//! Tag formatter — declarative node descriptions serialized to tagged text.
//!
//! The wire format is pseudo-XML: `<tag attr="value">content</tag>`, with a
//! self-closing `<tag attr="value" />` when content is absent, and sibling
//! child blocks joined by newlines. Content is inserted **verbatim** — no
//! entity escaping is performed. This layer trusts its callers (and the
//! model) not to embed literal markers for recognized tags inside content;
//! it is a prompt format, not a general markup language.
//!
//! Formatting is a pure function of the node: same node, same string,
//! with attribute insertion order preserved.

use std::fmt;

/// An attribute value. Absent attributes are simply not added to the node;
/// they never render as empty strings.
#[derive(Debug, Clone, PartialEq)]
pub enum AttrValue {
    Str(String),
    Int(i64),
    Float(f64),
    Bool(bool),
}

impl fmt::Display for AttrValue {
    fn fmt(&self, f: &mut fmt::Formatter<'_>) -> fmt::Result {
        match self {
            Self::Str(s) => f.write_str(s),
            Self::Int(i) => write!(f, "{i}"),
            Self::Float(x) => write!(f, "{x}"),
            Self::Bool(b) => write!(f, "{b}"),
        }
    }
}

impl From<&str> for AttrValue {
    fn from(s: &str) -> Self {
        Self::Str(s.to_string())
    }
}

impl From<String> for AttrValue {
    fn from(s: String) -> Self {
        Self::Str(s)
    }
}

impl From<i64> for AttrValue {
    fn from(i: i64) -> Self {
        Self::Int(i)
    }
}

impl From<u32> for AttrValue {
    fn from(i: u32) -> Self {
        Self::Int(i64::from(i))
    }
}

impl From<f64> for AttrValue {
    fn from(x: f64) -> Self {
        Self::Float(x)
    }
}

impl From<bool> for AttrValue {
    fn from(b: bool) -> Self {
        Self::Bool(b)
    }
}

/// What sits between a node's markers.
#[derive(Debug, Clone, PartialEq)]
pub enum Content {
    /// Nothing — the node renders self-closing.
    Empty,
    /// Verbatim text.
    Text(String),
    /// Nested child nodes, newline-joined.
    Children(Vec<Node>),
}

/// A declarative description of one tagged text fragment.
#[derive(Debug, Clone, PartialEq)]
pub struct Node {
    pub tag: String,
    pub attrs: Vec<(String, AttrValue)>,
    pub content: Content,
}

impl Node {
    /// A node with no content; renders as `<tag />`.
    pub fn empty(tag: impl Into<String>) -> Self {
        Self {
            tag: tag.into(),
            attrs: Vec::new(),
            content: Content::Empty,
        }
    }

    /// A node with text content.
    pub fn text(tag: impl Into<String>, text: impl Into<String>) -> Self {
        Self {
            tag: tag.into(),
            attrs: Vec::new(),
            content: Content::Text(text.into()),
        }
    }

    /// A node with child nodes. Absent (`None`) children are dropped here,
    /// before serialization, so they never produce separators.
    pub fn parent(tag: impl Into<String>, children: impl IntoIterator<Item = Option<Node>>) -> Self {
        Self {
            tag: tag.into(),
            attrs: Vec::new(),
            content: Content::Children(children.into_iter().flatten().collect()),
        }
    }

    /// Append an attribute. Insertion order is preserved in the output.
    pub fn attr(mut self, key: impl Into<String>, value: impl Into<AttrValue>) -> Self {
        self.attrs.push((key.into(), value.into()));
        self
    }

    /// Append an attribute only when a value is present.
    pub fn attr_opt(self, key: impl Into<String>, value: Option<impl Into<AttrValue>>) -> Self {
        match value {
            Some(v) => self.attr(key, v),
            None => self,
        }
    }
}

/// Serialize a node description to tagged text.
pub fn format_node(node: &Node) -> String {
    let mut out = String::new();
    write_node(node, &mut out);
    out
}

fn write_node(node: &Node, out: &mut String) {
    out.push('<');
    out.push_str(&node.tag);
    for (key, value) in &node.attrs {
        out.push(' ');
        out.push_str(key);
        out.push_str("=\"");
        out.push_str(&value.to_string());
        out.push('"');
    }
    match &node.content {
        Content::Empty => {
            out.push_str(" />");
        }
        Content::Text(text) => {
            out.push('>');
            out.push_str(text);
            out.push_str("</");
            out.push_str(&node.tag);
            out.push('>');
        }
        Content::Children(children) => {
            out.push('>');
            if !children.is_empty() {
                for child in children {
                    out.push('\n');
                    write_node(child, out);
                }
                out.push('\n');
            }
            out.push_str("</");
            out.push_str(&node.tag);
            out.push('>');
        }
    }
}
================
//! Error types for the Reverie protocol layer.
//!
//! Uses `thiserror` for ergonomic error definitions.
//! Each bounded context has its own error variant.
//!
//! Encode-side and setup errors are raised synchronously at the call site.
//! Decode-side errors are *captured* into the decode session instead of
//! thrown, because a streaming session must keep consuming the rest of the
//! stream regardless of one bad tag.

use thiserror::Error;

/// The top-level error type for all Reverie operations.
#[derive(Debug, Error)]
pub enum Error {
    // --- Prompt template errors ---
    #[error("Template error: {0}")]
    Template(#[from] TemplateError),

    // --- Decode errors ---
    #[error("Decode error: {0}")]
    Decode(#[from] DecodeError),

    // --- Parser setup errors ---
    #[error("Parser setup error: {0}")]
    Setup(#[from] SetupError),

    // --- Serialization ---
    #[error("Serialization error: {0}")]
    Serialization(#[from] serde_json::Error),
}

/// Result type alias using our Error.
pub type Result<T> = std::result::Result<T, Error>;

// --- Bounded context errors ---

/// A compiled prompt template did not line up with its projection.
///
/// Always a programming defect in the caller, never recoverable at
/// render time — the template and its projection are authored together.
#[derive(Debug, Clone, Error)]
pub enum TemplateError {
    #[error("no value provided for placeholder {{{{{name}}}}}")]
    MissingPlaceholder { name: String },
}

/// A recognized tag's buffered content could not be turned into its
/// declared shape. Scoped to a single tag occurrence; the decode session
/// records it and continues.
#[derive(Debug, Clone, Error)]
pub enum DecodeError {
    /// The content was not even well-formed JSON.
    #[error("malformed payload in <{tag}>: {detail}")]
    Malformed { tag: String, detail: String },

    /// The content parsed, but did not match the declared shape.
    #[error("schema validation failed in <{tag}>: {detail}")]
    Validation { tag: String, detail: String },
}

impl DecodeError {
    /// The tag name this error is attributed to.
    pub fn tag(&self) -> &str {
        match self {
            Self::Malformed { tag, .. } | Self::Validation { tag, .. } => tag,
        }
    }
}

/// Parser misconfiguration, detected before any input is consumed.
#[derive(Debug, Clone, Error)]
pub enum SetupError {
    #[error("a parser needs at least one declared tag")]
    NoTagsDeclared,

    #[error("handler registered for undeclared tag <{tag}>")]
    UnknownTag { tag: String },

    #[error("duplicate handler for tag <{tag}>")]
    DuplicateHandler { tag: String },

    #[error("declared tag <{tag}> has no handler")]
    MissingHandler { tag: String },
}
================
### PROBLEM
From the records above, extract exactly and only the lines that begin at the line with "serialized to tagged text." and stop after the line with "tags inside content;".

### FINISHED EXERCISE
//! Tag formatter — declarative node descriptions serialized to tagged text.
//!
//! The wire format is pseudo-XML: `<tag attr="value">content</tag>`, with a
//! self-closing `<tag attr="value" />` when content is absent, and sibling
//! child blocks joined by newlines. Content is inserted **verbatim** — no
//! entity escaping is performed. This layer trusts its callers (and the
//! model) not to embed literal markers for recognized tags inside content;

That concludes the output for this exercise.